Deine Erkenntnisse sind für mich von größter Bedeutung. Ich habe nämlich bevor die Telekom-Rechnung kam, bei meinen Rechner das Betriebssystem neu aufgespielt. Wie Du schon berichtet hast, ist der der verwendete Dialer für o.g. Nummer nicht identisch mit dem Dialer in der Registrierdatenbank.  Ich wohne übrigens ganz in Deiner Nähe.
Die Rechtsanwälte Seiler&Kollegen haben sich schon bei mir gemeldet. Nach meiner Ansicht müßte unsere zuständige Telekom-Niederlassung in S. sofort die Regulierungsbehörde informieren, weil o.g. Nummer einen nicht gesetzteskonformen Dialer verwendet. Ich habe auch Straf-Antrag gestellt.
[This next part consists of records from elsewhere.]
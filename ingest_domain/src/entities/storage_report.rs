// /////////////////////////////////////////////////////////////////////////////
// Optimized Adaptive Pipeline RS
// Copyright (c) 2025 Michael Gardner, A Bit of Help, Inc.
// SPDX-License-Identifier: BSD-3-Clause
// See LICENSE file in the project root.
// /////////////////////////////////////////////////////////////////////////////

//! Summary of an upsert run against a vector store backend.

use crate::value_objects::DistanceMetric;
use serde::{Deserialize, Serialize};

#[derive(Debug, Clone, Serialize, Deserialize)]
pub struct StorageReport {
    pub provider: String,
    pub stored_count: u64,
    pub failed_count: u64,
    pub deleted_count: u64,
    pub collection_identifier: String,
    pub distance_metric: DistanceMetric,
}

impl StorageReport {
    pub fn empty(provider: impl Into<String>, collection_identifier: impl Into<String>, distance_metric: DistanceMetric) -> Self {
        Self {
            provider: provider.into(),
            stored_count: 0,
            failed_count: 0,
            deleted_count: 0,
            collection_identifier: collection_identifier.into(),
            distance_metric,
        }
    }
}
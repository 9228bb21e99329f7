// /////////////////////////////////////////////////////////////////////////////
// Optimized Adaptive Pipeline RS
// Copyright (c) 2025 Michael Gardner, A Bit of Help, Inc.
// SPDX-License-Identifier: BSD-3-Clause
// See LICENSE file in the project root.
// /////////////////////////////////////////////////////////////////////////////

//! Audit narrative templating and persistence. Grounded in
//! `original_source/rag_framework/steps/step_05_audit.py`'s
//! `_generate_audit_summary` (placeholder prompt substitution) and
//! `_save_json_summary`/`_save_txt_summary`/`_save_markdown_summary`.

use crate::config::NarrativeConfig;
use ingest_domain::entities::AuditRecord;
use ingest_domain::IngestError;
use std::path::PathBuf;

/// Fills `{timestamp}`, `{operation}`, `{documents_processed}`,
/// `{chunks_created}`, and `{total_pii_found}` placeholders in the
/// configured template.
pub fn render_prompt(template: &str, record: &AuditRecord) -> String {
    let total_pii_found = record.pii_detection.as_ref().map(|r| r.total_pii_found).unwrap_or(0);
    template
        .replace("{timestamp}", &record.timestamp.to_rfc3339())
        .replace("{operation}", &record.operation)
        .replace("{documents_processed}", &record.documents_processed.to_string())
        .replace("{chunks_created}", &record.chunks_created.to_string())
        .replace("{total_pii_found}", &total_pii_found.to_string())
}

fn render_path(template: &str, timestamp: &str, format: &str) -> PathBuf {
    PathBuf::from(template.replace("{timestamp}", timestamp).replace("{format}", format))
}

/// Persists the narrative summary in the configured format (`json`, `txt`,
/// or `markdown`/`md`); any other value falls back to `json`, mirroring the
/// Python step's `_save_audit_summary`.
pub fn persist(config: &NarrativeConfig, record: &AuditRecord, summary: &str) -> Result<PathBuf, IngestError> {
    let format = config.persist_format.as_deref().unwrap_or("json");
    let timestamp = record.timestamp.format("%Y%m%d_%H%M%S").to_string();
    let extension = match format {
        "markdown" => "md",
        other => other,
    };
    let path = render_path(&config.persist_path_template, &timestamp, extension);
    if let Some(parent) = path.parent() {
        std::fs::create_dir_all(parent)?;
    }

    let content = match format {
        "txt" => render_txt(record, summary, config.include_metadata),
        "markdown" | "md" => render_markdown(record, summary, config.include_metadata),
        _ => render_json(record, summary, config)?,
    };
    std::fs::write(&path, content)?;
    Ok(path)
}

fn render_json(record: &AuditRecord, summary: &str, config: &NarrativeConfig) -> Result<String, IngestError> {
    let mut value = serde_json::Map::new();
    if config.include_metadata {
        value.insert("timestamp".to_string(), serde_json::json!(record.timestamp.to_rfc3339()));
        value.insert("operation".to_string(), serde_json::json!(record.operation));
        value.insert("documents_processed".to_string(), serde_json::json!(record.documents_processed));
        value.insert("chunks_created".to_string(), serde_json::json!(record.chunks_created));
    }
    value.insert("llm_summary".to_string(), serde_json::json!(summary));
    if config.include_raw_record {
        value.insert("raw_audit_record".to_string(), serde_json::to_value(record)?);
    }
    serde_json::to_string_pretty(&value).map_err(IngestError::from)
}

fn render_txt(record: &AuditRecord, summary: &str, include_metadata: bool) -> String {
    let mut lines = vec!["=".repeat(70), "AUDIT SUMMARY".to_string(), "=".repeat(70), String::new()];
    if include_metadata {
        lines.push(format!("Date: {}", record.timestamp.to_rfc3339()));
        lines.push(format!("Operation: {}", record.operation));
        lines.push(format!("Documents processed: {}", record.documents_processed));
        lines.push(format!("Chunks created: {}", record.chunks_created));
        lines.push(String::new());
    }
    lines.push("Summary:".to_string());
    lines.push("-".repeat(70));
    lines.push(summary.to_string());
    lines.join("\n")
}

fn render_markdown(record: &AuditRecord, summary: &str, include_metadata: bool) -> String {
    let mut lines = vec!["# Audit Summary".to_string(), String::new()];
    if include_metadata {
        lines.push("## Metadata".to_string());
        lines.push(String::new());
        lines.push(format!("- **Date**: {}", record.timestamp.to_rfc3339()));
        lines.push(format!("- **Operation**: `{}`", record.operation));
        lines.push(format!("- **Documents processed**: {}", record.documents_processed));
        lines.push(format!("- **Chunks created**: {}", record.chunks_created));
        lines.push(String::new());
    }
    lines.push("## Summary".to_string());
    lines.push(String::new());
    lines.push(summary.to_string());
    lines.join("\n")
}

#[cfg(test)]
mod tests {
    use super::*;

    #[test]
    fn render_prompt_substitutes_known_placeholders() {
        let record = AuditRecord::new("document_ingestion", 2, 10);
        let rendered = render_prompt("{operation}: {documents_processed} docs, {chunks_created} chunks", &record);
        assert_eq!(rendered, "document_ingestion: 2 docs, 10 chunks");
    }

    #[test]
    fn render_path_substitutes_timestamp_and_format() {
        let path = render_path("output/audit/summary_{timestamp}.{format}", "20260101_000000", "json");
        assert_eq!(path, PathBuf::from("output/audit/summary_20260101_000000.json"));
    }
}
// /////////////////////////////////////////////////////////////////////////////
// Optimized Adaptive Pipeline RS
// Copyright (c) 2025 Michael Gardner, A Bit of Help, Inc.
// SPDX-License-Identifier: BSD-3-Clause
// See LICENSE file in the project root.
// /////////////////////////////////////////////////////////////////////////////

//! HTML/XML extraction: strips `<script>`/`<style>` and a fixed
//! structural-tag list, rendering headings/lists/quotes in a markdown-ish
//! shape rather than collapsing everything to flat text.

use ingest_domain::entities::ExtractionResult;
use ingest_domain::services::Extractor;
use scraper::{Html, Selector};
use std::path::Path;

const SUPPORTED_EXTENSIONS: &[&str] = &["html", "htm", "xhtml", "xml"];
const STRIPPED_TAGS: &[&str] = &["script", "style", "noscript", "svg", "template"];

pub struct HtmlExtractor;

impl HtmlExtractor {
    fn render(&self, document: &Html) -> String {
        let mut out = String::new();
        let body_selector = Selector::parse("body").unwrap();
        let element = document
            .select(&body_selector)
            .next()
            .unwrap_or_else(|| document.root_element());
        Self::walk(&element, &mut out);
        out
    }

    fn walk(element: &scraper::ElementRef, out: &mut String) {
        let tag = element.value().name();
        if STRIPPED_TAGS.contains(&tag) {
            return;
        }
        match tag {
            "h1" | "h2" | "h3" | "h4" | "h5" | "h6" => {
                let level = tag[1..].parse::<usize>().unwrap_or(1);
                out.push_str(&"#".repeat(level));
                out.push(' ');
                out.push_str(element.text().collect::<Vec<_>>().join("").trim());
                out.push_str("\n\n");
            }
            "li" => {
                out.push_str("- ");
                out.push_str(element.text().collect::<Vec<_>>().join("").trim());
                out.push('\n');
            }
            "blockquote" => {
                out.push_str("> ");
                out.push_str(element.text().collect::<Vec<_>>().join("").trim());
                out.push_str("\n\n");
            }
            "p" | "br" | "div" => {
                for child in element.children() {
                    if let Some(el) = scraper::ElementRef::wrap(child) {
                        Self::walk(&el, out);
                    } else if let Some(text) = child.value().as_text() {
                        out.push_str(text);
                    }
                }
                out.push('\n');
            }
            _ => {
                for child in element.children() {
                    if let Some(el) = scraper::ElementRef::wrap(child) {
                        Self::walk(&el, out);
                    } else if let Some(text) = child.value().as_text() {
                        out.push_str(text);
                    }
                }
            }
        }
    }
}

impl Extractor for HtmlExtractor {
    fn name(&self) -> &str {
        "html"
    }

    fn can_extract(&self, path: &Path) -> bool {
        path.extension()
            .and_then(|e| e.to_str())
            .map(|e| SUPPORTED_EXTENSIONS.contains(&e.to_lowercase().as_str()))
            .unwrap_or(false)
    }

    fn extract(&self, path: &Path) -> ExtractionResult {
        let raw = match std::fs::read_to_string(path) {
            Ok(s) => s,
            Err(e) => return ExtractionResult::failure(self.name(), format!("cannot read file: {e}")),
        };
        let document = Html::parse_document(&raw);
        let mut text = self.render(&document);
        text = text
            .lines()
            .map(|l| l.trim_end())
            .collect::<Vec<_>>()
            .join("\n")
            .trim()
            .to_string();
        if text.is_empty() {
            return ExtractionResult::failure(self.name(), "no visible text after stripping markup");
        }
        ExtractionResult::success(self.name(), text, 0.85)
    }
}

#[cfg(test)]
mod tests {
    use super::*;

    #[test]
    fn extracts_and_renders_heading() {
        let dir = tempfile::tempdir().unwrap();
        let path = dir.path().join("page.html");
        std::fs::write(&path, "<html><body><h1>Title</h1><p>Body text</p><script>evil()</script></body></html>").unwrap();
        let result = HtmlExtractor.extract(&path);
        assert!(result.success);
        assert!(result.text.contains("# Title"));
        assert!(result.text.contains("Body text"));
        assert!(!result.text.contains("evil"));
    }
}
Für Deine Hilfe bedanke ich mich jetzt schon


----------



## sternchen880 (24 März 2004)

@ Michel
Bei mir stand etwas von maconnect loader, das war der Beweis für den Autodialer. Ich wußte mit diesem Kram nix anzufangen, habe dann diesen Auszug ins Forum gestellt, da konnte mir jemand weiterhelfen. Wenn bei Dir auch maconnect loader steht, dann schicke diesen Auszug an die DTAG, das hat bei mir auch gereicht, danach wurde auf die Forderung verzichtet, weil das ein eindeutiger Beweis ist!  
Gruß Sternchen


----------



## cicojaka (24 März 2004)

@maconnect:

http://www.pestpatrol.com/PestInfo/m/maconnect.asp

es müsste die Dateien maconnect.dll und maconnect.inf geben


Aber das ist wohl auch der Name eines normalen Mac-Einwahlprogramms, sofern ich google richtig verstehe...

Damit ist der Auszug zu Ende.